:: WHAT YOU SHOULD DO ::
Copy, from the data below, every line that has "receipt" in it.

:: DATA ::
//! Admin API tests through the axum router.

mod common;

use std::sync::Arc;

use axum::body::Body;
use axum::http::{Method, Request, StatusCode};
use axum::{Extension, Router};
use carepath_webhooks::store::{DeliveryStore, SubscriptionStore};
use carepath_webhooks::{webhooks_router, MemoryStore, WebhookConfig, WebhooksState};
use common::*;
use serde_json::{json, Value};
use tower::ServiceExt;

fn app() -> (Router, Arc<MemoryStore>) {
    let store = Arc::new(MemoryStore::new());
    let subscriptions: Arc<dyn SubscriptionStore> = store.clone();
    let deliveries: Arc<dyn DeliveryStore> = store.clone();
    let config = WebhookConfig::new(ENCRYPTION_KEY.to_vec());
    let router = webhooks_router(WebhooksState::new(subscriptions, deliveries, &config))
        .layer(Extension(TENANT_A));
    (router, store)
}

async fn send(app: &Router, method: Method, uri: &str, body: Option<Value>) -> (StatusCode, Value) {
    let mut builder = Request::builder().method(method).uri(uri);
    let body = match body {
        Some(json) => {
            builder = builder.header("content-type", "application/json");
            Body::from(json.to_string())
        }
        None => Body::empty(),
    };
    let response = app
        .clone()
        .oneshot(builder.body(body).unwrap())
        .await
        .unwrap();

    let status = response.status();
    let bytes = axum::body::to_bytes(response.into_body(), usize::MAX)
        .await
        .unwrap();
    let value = if bytes.is_empty() {
        Value::Null
    } else {
        serde_json::from_slice(&bytes).unwrap()
    };
    (status, value)
}

fn create_body() -> Value {
    json!({
        "name": "CRM sync",
        "target_url": "https://crm.example.com/hooks",
        "subscribed_events": ["journey.stage_changed", "survey.completed"],
        "max_retries": 4,
    })
}

/// Test: Full subscription lifecycle over HTTP.
#[tokio::test]
async fn test_subscription_lifecycle() {
    let (app, _) = app();

    let (status, created) = send(&app, Method::POST, "/webhooks/subscriptions", Some(create_body())).await;
    assert_eq!(status, StatusCode::CREATED);
    assert_eq!(created["is_active"], false);
    assert_eq!(created["max_retries"], 4);
    assert_eq!(created["retry_delay_seconds"], 60);
    let secret = created["secret"].as_str().unwrap().to_string();
    assert!(secret.starts_with("whsec_"));
    let id = created["id"].as_str().unwrap().to_string();

    let (status, fetched) = send(&app, Method::GET, &format!("/webhooks/subscriptions/{id}"), None).await;
    assert_eq!(status, StatusCode::OK);
    assert!(fetched.get("secret").is_none());

    let (status, activated) = send(
        &app,
        Method::POST,
        &format!("/webhooks/subscriptions/{id}/activate"),
        None,
    )
    .await;
    assert_eq!(status, StatusCode::OK);
    assert_eq!(activated["is_active"], true);

    let (status, updated) = send(
        &app,
        Method::PATCH,
        &format!("/webhooks/subscriptions/{id}"),
        Some(json!({ "name": "CRM sync v2" })),
    )
    .await;
    assert_eq!(status, StatusCode::OK);
    assert_eq!(updated["name"], "CRM sync v2");
    assert_eq!(updated["is_active"], true);

    let (status, rotated) = send(
        &app,
        Method::POST,
        &format!("/webhooks/subscriptions/{id}/rotate-secret"),
        None,
    )
    .await;
    assert_eq!(status, StatusCode::OK);
    assert_ne!(rotated["secret"].as_str().unwrap(), secret);

    let (status, list) = send(&app, Method::GET, "/webhooks/subscriptions?is_active=true", None).await;
    assert_eq!(status, StatusCode::OK);
    assert_eq!(list["total"], 1);

    let (status, _) = send(&app, Method::DELETE, &format!("/webhooks/subscriptions/{id}"), None).await;
    assert_eq!(status, StatusCode::NO_CONTENT);

    let (status, body) = send(&app, Method::GET, &format!("/webhooks/subscriptions/{id}"), None).await;
    assert_eq!(status, StatusCode::NOT_FOUND);
    assert_eq!(body["error"], "subscription_not_found");
    assert_eq!(body["status"], 404);
}

/// Test: Validation failures render as 400 JSON errors.
#[tokio::test]
async fn test_validation_errors() {
    let (app, _) = app();

    let mut body = create_body();
    body["target_url"] = json!("http://crm.example.com/hooks");
    let (status, error) = send(&app, Method::POST, "/webhooks/subscriptions", Some(body)).await;
    assert_eq!(status, StatusCode::BAD_REQUEST);
    assert_eq!(error["error"], "invalid_url");

    let mut body = create_body();
    body["target_url"] = json!("https://10.1.2.3/hooks");
    let (status, error) = send(&app, Method::POST, "/webhooks/subscriptions", Some(body)).await;
    assert_eq!(status, StatusCode::BAD_REQUEST);
    assert_eq!(error["error"], "ssrf_detected");

    let mut body = create_body();
    body["subscribed_events"] = json!(["user.created"]);
    let (status, error) = send(&app, Method::POST, "/webhooks/subscriptions", Some(body)).await;
    assert_eq!(status, StatusCode::BAD_REQUEST);
    assert_eq!(error["error"], "validation_error");
}

/// Test: The event type catalogue lists every tag.
#[tokio::test]
async fn test_list_event_types() {
    let (app, _) = app();

    let (status, body) = send(&app, Method::GET, "/webhooks/event-types", None).await;
    assert_eq!(status, StatusCode::OK);
    let tags: Vec<&str> = body["event_types"]
        .as_array()
        .unwrap()
        .iter()
        .map(|e| e["event_type"].as_str().unwrap())
        .collect();
    assert_eq!(tags.len(), 6);
    assert!(tags.contains(&"journey.stage_changed"));
    assert!(tags.contains(&"churn_risk.calculated"));
}

/// Test: Delivery history and replay routes.
#[tokio::test]
async fn test_delivery_routes() {
    let (app, store) = app();

    let (_, created) = send(&app, Method::POST, "/webhooks/subscriptions", Some(create_body())).await;
    let id = created["id"].as_str().unwrap().to_string();
    send(
        &app,
        Method::POST,
        &format!("/webhooks/subscriptions/{id}/activate"),
        None,
    )
    .await;

    let publisher = carepath_webhooks::EventPublisher::new(store.clone(), store.clone());
    let receipt = publisher
        .publish_event(TENANT_A, &stage_changed_event())
        .await
        .unwrap();
    let delivery_id = receipt.delivery_ids[0];

    let (status, list) = send(
        &app,
        Method::GET,
        &format!("/webhooks/subscriptions/{id}/deliveries?status=pending"),
        None,
    )
    .await;
    assert_eq!(status, StatusCode::OK);
    assert_eq!(list["total"], 1);
    assert_eq!(list["items"][0]["status"], "pending");

    let (status, detail) = send(
        &app,
        Method::GET,
        &format!("/webhooks/subscriptions/{id}/deliveries/{delivery_id}"),
        None,
    )
    .await;
    assert_eq!(status, StatusCode::OK);
    assert_eq!(detail["event_type"], "journey.stage_changed");
    assert!(detail["payload_json"].as_str().unwrap().contains("event_id"));

    let (status, error) = send(
        &app,
        Method::POST,
        &format!("/webhooks/subscriptions/{id}/deliveries/{delivery_id}/replay"),
        None,
    )
    .await;
    assert_eq!(status, StatusCode::CONFLICT);
    assert_eq!(error["error"], "delivery_not_replayable");

    let (status, _) = send(
        &app,
        Method::GET,
        &format!("/webhooks/subscriptions/{}/deliveries", uuid::Uuid::new_v4()),
        None,
    )
    .await;
    assert_eq!(status, StatusCode::NOT_FOUND);

    let (status, error) = send(
        &app,
        Method::GET,
        &format!("/webhooks/subscriptions/{id}/deliveries?status=bogus"),
        None,
    )
    .await;
    assert_eq!(status, StatusCode::BAD_REQUEST);
    assert_eq!(error["error"], "validation_error");
}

:: TASK RESPONSE ::
    let receipt = publisher
    let delivery_id = receipt.delivery_ids[0];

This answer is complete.